* [RECORDS TO PROCESS]:
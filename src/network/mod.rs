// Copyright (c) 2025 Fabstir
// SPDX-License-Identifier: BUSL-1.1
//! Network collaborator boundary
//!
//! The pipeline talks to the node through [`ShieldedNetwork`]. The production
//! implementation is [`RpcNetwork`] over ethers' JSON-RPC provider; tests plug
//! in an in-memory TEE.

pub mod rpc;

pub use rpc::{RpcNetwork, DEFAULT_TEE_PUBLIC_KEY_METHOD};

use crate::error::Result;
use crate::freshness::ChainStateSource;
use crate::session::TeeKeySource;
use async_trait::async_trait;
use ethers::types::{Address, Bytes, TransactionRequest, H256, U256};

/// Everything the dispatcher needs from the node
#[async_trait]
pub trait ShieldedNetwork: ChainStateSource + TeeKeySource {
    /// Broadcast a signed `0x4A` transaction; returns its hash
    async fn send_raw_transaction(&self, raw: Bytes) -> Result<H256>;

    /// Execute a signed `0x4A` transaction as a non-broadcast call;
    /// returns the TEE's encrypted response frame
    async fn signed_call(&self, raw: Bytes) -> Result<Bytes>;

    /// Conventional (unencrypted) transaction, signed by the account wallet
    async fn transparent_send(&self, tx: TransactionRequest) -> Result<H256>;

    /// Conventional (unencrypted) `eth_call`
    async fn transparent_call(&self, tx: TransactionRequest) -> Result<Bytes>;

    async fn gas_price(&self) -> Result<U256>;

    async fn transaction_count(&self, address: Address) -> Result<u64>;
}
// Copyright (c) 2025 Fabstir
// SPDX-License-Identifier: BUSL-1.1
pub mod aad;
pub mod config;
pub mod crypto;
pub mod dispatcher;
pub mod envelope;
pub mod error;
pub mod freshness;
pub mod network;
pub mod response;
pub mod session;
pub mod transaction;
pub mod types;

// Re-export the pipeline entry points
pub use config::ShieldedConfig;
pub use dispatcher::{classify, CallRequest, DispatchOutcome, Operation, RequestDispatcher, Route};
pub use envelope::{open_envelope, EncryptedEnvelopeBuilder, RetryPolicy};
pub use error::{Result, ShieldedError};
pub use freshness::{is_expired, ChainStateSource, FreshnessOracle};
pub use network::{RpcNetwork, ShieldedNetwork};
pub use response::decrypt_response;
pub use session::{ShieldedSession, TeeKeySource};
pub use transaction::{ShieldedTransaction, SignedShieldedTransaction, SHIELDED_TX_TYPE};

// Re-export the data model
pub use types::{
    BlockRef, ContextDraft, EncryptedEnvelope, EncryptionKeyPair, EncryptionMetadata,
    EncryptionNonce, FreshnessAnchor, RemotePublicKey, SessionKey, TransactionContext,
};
==
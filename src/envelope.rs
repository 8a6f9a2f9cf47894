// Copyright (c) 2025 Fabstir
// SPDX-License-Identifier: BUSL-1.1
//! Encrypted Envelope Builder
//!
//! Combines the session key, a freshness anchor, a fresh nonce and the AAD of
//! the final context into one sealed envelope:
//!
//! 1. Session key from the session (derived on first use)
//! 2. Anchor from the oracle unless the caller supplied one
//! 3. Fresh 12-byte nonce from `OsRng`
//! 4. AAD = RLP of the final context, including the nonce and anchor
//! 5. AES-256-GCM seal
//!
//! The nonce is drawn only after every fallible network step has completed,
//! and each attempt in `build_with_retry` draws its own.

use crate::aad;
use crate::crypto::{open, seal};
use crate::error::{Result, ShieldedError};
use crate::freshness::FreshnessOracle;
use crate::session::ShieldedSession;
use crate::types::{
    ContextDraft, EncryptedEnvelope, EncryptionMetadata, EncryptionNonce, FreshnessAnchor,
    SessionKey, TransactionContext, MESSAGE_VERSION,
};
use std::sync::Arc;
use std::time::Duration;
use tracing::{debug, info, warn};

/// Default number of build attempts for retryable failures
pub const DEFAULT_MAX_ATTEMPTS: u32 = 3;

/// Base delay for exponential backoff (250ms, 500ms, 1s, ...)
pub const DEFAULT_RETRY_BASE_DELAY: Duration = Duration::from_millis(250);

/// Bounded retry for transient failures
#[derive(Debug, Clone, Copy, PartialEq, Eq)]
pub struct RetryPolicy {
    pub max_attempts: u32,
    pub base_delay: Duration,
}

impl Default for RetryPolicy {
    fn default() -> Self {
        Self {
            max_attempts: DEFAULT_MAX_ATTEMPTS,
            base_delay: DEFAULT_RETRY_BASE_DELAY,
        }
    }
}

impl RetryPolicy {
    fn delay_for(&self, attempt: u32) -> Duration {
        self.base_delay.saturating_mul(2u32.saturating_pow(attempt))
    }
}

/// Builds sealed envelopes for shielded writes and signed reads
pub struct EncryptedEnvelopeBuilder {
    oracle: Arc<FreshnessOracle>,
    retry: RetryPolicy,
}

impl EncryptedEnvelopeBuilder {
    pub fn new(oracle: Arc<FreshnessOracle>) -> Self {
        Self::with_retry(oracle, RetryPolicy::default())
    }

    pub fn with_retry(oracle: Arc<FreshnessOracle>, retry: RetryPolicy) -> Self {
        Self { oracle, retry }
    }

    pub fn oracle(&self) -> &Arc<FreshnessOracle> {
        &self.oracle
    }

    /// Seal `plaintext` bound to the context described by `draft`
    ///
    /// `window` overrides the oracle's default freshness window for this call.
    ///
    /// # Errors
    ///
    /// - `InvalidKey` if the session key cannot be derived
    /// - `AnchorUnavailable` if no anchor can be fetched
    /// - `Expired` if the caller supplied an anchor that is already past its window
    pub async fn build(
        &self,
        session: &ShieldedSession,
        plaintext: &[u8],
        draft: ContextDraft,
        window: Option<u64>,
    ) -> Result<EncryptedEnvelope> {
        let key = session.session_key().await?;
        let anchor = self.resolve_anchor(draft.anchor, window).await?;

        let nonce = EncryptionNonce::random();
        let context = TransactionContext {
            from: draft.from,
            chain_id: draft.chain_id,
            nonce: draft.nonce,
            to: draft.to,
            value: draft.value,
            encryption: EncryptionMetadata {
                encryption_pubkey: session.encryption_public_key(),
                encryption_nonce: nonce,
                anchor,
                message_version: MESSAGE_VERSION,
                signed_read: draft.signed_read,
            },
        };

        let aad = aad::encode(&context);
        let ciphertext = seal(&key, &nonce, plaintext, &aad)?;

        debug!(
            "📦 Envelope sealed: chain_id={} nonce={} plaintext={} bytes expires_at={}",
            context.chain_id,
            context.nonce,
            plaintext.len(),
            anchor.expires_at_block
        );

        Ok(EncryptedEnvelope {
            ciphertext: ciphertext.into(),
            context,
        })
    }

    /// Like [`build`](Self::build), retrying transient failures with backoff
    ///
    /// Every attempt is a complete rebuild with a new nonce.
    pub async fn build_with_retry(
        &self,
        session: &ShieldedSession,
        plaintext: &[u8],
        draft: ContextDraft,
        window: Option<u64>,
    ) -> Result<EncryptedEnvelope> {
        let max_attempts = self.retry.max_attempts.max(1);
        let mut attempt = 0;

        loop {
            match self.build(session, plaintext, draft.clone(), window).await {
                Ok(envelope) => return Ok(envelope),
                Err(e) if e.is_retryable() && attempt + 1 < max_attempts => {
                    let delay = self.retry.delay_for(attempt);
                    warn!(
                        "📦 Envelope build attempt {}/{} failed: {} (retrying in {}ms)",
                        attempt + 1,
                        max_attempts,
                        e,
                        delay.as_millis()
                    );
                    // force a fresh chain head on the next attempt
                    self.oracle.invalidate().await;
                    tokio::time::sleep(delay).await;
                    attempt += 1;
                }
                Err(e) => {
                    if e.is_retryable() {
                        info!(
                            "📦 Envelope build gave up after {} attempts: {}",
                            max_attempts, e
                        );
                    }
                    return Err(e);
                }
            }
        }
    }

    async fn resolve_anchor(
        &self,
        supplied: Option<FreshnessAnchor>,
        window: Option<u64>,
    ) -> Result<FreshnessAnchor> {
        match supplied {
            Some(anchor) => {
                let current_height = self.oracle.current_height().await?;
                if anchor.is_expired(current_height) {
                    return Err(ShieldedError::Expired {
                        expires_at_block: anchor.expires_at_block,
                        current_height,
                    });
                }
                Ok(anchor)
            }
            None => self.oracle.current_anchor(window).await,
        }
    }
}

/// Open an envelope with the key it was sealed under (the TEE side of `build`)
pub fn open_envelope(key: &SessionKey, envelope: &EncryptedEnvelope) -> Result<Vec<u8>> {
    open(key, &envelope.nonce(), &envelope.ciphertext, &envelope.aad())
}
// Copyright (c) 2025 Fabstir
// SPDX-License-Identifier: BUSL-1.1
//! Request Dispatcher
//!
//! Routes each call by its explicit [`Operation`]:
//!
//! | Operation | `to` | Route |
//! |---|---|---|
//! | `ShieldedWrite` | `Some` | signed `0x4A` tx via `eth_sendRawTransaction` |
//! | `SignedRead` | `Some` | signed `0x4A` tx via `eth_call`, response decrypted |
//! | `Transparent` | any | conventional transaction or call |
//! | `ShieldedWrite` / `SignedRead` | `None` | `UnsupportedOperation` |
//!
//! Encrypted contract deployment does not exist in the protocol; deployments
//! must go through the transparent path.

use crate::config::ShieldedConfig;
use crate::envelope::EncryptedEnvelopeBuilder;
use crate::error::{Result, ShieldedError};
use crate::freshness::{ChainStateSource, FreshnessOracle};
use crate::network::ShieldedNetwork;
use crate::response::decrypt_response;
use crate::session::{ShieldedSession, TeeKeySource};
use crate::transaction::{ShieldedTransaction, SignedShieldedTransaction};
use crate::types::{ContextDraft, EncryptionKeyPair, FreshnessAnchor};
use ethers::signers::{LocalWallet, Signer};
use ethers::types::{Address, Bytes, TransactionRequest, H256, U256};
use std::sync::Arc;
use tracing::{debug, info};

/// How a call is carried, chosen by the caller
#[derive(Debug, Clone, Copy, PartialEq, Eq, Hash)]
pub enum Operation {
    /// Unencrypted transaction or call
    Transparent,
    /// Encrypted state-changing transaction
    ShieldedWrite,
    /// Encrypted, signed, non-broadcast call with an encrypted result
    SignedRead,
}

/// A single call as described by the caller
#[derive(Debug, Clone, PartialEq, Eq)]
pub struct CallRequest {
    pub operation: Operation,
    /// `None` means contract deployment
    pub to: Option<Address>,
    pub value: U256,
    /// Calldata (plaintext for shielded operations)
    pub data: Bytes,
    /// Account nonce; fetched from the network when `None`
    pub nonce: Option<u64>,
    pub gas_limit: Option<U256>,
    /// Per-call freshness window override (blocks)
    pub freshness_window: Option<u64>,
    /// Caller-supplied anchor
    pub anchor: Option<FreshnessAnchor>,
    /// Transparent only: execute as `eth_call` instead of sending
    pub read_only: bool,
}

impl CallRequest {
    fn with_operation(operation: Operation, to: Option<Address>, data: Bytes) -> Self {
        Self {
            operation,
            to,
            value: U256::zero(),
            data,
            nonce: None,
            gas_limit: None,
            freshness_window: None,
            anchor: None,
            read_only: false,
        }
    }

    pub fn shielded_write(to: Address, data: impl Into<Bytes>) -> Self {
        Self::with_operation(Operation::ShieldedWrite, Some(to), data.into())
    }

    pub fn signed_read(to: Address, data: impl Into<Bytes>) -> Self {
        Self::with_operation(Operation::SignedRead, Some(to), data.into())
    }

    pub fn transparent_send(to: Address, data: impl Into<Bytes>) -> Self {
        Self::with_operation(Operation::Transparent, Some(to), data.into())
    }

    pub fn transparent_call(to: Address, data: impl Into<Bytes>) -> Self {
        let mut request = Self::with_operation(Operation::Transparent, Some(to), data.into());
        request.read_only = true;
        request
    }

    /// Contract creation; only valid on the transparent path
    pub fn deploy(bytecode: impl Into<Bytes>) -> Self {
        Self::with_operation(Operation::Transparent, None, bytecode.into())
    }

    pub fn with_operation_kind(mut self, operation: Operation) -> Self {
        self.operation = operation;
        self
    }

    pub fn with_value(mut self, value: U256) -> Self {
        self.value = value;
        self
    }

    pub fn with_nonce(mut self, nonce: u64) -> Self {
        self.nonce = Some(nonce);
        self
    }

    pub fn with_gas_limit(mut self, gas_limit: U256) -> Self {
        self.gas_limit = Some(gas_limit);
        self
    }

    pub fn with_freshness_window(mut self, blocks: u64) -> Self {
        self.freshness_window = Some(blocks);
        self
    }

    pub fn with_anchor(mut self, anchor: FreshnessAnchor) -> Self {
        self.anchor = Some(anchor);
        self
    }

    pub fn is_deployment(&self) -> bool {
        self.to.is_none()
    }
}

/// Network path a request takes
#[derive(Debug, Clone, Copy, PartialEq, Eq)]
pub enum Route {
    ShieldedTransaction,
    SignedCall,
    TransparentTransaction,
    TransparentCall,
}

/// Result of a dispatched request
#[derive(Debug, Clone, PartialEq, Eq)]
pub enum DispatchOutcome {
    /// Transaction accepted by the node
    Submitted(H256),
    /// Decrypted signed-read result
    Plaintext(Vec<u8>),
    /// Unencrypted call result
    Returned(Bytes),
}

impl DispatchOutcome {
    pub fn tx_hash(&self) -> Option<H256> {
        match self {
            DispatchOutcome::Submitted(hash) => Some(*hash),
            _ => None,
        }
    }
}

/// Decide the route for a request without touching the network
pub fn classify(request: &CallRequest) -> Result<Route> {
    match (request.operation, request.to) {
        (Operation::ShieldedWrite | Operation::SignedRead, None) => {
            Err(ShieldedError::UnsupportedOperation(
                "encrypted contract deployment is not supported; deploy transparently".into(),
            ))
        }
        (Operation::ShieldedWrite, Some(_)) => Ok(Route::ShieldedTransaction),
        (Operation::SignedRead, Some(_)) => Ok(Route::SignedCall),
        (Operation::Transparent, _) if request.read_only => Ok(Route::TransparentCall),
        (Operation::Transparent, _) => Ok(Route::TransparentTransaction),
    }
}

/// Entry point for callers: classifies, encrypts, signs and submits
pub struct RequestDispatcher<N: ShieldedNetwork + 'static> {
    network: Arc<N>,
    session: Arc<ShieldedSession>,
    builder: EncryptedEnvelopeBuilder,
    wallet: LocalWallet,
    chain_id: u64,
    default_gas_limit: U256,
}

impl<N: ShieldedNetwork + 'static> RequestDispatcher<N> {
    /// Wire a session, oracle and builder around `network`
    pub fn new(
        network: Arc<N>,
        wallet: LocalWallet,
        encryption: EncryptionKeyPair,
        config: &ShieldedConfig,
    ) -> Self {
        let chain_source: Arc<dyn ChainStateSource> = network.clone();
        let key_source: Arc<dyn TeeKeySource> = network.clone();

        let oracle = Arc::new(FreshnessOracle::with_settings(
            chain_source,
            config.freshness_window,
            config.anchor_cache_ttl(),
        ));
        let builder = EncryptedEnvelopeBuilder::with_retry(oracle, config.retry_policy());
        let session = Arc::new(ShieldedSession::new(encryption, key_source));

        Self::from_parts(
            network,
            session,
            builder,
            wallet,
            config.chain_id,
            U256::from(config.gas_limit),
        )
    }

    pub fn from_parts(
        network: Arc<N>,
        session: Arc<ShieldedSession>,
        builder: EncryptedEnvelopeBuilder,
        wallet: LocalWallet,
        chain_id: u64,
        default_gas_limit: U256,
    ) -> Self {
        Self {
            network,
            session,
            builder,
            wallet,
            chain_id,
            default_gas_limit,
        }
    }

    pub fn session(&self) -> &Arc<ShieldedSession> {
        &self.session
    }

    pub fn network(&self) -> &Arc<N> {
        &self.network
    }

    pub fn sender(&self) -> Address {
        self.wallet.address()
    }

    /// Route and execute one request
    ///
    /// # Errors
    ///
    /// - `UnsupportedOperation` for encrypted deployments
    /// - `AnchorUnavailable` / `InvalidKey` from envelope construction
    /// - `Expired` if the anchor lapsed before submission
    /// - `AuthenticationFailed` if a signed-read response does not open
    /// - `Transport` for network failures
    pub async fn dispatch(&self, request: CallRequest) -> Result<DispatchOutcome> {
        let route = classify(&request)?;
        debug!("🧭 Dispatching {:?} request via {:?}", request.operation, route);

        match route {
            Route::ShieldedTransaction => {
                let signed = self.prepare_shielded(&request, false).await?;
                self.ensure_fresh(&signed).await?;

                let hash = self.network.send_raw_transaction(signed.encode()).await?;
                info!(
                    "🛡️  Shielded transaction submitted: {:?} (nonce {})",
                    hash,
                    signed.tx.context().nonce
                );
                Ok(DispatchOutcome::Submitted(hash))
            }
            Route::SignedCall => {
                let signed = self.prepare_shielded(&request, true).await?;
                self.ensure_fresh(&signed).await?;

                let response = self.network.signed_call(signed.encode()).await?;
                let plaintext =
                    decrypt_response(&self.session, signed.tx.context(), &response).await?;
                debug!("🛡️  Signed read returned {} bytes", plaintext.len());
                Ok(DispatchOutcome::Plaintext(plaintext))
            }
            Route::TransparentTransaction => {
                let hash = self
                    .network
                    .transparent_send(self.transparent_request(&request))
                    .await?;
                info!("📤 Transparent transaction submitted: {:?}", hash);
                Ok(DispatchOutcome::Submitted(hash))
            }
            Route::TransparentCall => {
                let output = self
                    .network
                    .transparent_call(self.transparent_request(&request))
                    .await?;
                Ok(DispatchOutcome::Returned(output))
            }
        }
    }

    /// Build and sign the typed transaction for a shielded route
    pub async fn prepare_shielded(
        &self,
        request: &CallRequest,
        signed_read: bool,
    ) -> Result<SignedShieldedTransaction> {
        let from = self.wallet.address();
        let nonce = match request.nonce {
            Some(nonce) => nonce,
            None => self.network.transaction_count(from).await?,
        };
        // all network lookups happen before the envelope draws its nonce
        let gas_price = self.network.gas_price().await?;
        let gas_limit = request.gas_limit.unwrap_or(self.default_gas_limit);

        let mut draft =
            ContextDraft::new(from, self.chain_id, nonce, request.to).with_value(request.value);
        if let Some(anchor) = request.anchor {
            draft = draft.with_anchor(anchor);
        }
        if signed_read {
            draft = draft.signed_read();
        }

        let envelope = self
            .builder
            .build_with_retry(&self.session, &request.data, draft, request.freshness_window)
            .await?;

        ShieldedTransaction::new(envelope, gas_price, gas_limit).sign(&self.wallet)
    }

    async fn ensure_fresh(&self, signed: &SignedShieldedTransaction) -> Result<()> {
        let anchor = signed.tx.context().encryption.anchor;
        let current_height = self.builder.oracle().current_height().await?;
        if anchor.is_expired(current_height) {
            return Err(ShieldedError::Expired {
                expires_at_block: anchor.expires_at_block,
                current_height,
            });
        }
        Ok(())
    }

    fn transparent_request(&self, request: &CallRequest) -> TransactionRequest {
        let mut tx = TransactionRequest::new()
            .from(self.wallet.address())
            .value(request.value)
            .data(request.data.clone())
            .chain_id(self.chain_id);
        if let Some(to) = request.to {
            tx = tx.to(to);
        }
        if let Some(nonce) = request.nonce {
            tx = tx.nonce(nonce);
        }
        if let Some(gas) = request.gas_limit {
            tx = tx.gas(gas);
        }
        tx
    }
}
...
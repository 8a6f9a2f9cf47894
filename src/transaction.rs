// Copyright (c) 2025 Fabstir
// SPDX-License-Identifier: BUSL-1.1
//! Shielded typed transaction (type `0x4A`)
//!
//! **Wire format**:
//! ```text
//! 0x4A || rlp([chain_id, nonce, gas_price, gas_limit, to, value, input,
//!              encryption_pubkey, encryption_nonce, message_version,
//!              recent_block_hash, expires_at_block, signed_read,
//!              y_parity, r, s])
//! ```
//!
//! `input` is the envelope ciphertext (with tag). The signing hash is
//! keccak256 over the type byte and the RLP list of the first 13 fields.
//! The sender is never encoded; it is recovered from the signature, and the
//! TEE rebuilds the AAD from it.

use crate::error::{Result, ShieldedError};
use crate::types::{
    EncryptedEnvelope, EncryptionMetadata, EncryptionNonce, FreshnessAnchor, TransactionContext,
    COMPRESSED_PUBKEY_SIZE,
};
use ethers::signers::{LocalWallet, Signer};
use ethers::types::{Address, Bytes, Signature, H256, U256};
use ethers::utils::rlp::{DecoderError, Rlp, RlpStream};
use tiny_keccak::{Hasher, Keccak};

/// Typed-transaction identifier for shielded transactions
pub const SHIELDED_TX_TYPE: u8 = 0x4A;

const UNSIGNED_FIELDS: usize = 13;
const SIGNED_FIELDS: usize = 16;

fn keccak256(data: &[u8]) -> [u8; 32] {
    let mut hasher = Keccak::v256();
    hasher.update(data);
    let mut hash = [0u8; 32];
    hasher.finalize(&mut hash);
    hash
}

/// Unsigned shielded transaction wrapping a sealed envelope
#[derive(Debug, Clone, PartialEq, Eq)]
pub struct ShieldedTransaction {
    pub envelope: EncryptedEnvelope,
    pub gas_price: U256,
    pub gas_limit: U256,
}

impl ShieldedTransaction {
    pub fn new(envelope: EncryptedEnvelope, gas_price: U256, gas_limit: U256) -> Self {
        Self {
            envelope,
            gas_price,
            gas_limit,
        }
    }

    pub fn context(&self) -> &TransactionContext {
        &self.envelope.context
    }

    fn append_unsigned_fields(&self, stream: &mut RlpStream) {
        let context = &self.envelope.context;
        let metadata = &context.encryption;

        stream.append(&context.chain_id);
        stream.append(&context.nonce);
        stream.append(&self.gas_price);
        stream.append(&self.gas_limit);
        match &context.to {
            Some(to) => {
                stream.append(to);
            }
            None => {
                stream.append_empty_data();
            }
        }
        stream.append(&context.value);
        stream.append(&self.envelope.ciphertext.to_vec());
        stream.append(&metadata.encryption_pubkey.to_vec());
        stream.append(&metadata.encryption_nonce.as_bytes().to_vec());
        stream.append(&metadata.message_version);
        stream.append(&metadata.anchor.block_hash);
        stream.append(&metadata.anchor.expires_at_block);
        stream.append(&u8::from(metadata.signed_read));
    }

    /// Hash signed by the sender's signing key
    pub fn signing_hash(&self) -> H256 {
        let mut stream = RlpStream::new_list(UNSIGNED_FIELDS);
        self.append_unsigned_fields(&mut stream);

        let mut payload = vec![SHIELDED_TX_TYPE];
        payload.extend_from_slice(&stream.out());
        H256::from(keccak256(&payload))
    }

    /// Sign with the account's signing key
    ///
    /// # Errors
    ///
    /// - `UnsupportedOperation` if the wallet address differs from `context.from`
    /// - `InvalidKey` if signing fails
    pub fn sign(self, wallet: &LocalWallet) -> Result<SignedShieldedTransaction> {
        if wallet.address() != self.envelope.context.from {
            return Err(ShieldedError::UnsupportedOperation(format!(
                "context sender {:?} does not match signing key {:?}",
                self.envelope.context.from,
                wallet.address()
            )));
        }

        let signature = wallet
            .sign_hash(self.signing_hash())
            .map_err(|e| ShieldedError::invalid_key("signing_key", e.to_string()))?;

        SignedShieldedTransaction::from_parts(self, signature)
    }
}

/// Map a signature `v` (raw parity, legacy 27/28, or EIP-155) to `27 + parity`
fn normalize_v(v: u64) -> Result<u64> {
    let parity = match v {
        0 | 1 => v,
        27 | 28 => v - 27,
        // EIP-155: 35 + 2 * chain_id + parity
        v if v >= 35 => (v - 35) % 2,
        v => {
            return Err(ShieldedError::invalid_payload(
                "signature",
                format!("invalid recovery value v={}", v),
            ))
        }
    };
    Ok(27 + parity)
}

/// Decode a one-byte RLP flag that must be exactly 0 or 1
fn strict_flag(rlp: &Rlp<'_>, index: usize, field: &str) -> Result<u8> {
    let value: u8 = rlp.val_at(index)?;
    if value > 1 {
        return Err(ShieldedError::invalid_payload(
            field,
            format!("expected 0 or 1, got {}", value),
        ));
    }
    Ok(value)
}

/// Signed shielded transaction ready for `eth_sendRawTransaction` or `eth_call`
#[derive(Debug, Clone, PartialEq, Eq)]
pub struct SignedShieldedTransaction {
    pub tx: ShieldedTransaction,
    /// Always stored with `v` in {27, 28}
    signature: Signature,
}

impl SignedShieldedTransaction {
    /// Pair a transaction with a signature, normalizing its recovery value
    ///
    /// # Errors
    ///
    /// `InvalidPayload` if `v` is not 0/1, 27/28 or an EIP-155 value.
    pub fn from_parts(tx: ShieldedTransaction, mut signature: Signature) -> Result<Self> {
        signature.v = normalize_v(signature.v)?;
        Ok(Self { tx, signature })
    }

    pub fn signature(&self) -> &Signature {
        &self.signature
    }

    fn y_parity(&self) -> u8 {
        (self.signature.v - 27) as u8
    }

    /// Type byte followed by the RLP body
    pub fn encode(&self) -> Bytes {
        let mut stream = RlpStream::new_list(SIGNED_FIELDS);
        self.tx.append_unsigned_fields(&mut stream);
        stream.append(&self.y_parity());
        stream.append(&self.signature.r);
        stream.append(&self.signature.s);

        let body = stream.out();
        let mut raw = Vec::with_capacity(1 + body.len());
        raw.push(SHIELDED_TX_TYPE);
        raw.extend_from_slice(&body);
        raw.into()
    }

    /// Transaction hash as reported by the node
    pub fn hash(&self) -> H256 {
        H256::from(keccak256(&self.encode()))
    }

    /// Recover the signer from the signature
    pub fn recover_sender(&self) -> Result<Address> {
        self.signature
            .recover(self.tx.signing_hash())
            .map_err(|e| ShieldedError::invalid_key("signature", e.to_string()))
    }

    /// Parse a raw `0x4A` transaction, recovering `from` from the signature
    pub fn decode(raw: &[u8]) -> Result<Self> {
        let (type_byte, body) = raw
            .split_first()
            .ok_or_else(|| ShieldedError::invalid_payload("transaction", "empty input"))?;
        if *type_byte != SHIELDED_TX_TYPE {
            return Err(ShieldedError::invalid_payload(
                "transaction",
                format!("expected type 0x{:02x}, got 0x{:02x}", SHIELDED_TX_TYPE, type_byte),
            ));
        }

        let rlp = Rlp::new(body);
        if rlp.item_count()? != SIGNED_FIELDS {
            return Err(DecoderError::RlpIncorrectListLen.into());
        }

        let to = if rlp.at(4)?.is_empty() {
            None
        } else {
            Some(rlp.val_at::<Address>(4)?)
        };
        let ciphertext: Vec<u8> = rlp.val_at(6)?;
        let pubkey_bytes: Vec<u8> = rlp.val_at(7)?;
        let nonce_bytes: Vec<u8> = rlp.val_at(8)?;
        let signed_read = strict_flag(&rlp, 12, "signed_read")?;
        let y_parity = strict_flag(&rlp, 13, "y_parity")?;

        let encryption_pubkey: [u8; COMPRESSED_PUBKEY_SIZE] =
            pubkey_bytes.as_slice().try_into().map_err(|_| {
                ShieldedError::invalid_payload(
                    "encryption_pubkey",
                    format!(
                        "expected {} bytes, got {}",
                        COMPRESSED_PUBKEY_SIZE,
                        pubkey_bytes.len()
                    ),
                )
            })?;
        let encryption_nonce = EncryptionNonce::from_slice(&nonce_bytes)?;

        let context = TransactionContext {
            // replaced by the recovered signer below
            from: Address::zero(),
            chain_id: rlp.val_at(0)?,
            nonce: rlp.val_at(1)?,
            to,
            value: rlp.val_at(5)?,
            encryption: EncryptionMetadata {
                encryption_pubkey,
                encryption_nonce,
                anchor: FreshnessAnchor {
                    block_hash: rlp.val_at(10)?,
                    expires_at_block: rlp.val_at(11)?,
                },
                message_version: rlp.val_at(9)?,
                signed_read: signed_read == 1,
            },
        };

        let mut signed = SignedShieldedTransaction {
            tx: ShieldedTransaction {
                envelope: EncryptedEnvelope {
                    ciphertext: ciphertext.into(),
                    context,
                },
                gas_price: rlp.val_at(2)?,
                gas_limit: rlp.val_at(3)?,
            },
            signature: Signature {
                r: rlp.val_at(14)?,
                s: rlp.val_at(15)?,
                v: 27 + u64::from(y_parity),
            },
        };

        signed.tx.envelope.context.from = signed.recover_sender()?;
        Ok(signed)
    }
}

* [WHAT IS NEEDED]:
Within this listing, how many lines hold "RetryPolicy"? Give the number alone.

* [TASK RESULT]:
7